-- Extracted data --
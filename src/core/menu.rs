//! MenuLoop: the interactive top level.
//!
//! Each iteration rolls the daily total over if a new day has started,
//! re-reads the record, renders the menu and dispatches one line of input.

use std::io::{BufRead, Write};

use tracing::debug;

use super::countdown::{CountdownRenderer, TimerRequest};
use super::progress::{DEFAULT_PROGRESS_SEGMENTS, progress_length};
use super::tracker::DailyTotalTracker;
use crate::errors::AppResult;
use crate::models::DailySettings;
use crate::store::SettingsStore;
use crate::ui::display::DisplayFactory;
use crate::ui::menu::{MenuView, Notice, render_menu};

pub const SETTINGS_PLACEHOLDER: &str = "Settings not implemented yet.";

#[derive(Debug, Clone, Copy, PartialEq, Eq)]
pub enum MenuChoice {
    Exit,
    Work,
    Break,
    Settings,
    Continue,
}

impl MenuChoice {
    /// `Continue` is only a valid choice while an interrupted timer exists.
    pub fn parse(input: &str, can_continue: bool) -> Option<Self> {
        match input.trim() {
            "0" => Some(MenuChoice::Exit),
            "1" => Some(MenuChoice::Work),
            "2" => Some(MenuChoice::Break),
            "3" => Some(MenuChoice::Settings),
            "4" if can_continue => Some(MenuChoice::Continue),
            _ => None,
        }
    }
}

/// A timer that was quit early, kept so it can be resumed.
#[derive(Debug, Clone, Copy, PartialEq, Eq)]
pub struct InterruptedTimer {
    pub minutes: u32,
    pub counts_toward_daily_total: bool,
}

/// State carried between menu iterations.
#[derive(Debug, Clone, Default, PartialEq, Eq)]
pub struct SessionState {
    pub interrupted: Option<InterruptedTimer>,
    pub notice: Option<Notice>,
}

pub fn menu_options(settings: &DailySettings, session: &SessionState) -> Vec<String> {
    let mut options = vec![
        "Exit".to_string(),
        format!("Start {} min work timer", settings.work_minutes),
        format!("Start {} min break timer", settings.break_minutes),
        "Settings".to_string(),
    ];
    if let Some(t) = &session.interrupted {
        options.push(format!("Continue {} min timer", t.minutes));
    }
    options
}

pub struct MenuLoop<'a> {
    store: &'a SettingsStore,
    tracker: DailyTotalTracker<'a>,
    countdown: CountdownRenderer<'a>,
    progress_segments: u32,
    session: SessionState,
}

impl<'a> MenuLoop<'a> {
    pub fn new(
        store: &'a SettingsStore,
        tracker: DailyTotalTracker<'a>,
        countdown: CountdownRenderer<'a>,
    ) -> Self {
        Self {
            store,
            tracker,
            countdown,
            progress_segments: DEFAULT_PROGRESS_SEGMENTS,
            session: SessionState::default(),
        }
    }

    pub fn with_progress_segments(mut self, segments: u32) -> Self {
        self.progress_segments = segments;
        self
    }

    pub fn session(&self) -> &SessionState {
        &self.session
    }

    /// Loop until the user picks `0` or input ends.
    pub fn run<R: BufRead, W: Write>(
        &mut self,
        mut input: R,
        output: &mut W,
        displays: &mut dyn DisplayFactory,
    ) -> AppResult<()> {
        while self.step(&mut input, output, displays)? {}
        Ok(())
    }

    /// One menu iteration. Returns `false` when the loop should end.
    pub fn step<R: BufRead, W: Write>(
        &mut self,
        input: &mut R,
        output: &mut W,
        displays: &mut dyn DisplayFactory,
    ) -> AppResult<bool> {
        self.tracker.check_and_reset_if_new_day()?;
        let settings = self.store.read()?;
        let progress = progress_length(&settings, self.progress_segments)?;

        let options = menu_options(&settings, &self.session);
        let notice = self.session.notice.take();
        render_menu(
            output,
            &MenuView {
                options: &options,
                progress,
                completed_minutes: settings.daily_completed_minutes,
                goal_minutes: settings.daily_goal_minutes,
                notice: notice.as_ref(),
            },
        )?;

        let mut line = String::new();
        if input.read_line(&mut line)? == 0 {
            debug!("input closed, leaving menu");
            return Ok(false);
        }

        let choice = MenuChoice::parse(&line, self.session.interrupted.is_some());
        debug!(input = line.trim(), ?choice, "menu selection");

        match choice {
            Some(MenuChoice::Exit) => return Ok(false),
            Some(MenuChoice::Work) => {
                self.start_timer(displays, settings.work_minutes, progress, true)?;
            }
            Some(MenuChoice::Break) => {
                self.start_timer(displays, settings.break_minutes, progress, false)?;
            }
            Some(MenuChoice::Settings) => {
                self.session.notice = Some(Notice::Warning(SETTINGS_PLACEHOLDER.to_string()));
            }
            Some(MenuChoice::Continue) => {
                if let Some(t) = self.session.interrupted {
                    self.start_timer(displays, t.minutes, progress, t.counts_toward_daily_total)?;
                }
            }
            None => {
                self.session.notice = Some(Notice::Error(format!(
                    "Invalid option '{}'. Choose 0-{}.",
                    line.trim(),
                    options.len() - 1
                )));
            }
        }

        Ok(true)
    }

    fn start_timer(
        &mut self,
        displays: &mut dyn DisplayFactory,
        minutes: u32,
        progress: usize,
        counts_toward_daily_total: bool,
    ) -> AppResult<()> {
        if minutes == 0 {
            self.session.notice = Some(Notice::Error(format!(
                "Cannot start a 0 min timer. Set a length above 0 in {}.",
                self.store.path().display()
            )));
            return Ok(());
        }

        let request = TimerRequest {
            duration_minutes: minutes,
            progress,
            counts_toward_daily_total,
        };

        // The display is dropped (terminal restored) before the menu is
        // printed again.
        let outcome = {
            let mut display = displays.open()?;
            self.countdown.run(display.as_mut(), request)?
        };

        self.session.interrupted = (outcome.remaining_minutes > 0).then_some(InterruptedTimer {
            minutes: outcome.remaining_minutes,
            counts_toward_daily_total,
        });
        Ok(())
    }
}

-- Your task --
State how many lines in the preceding material contain the word "trim", and give nothing else.

-- Task answer --
3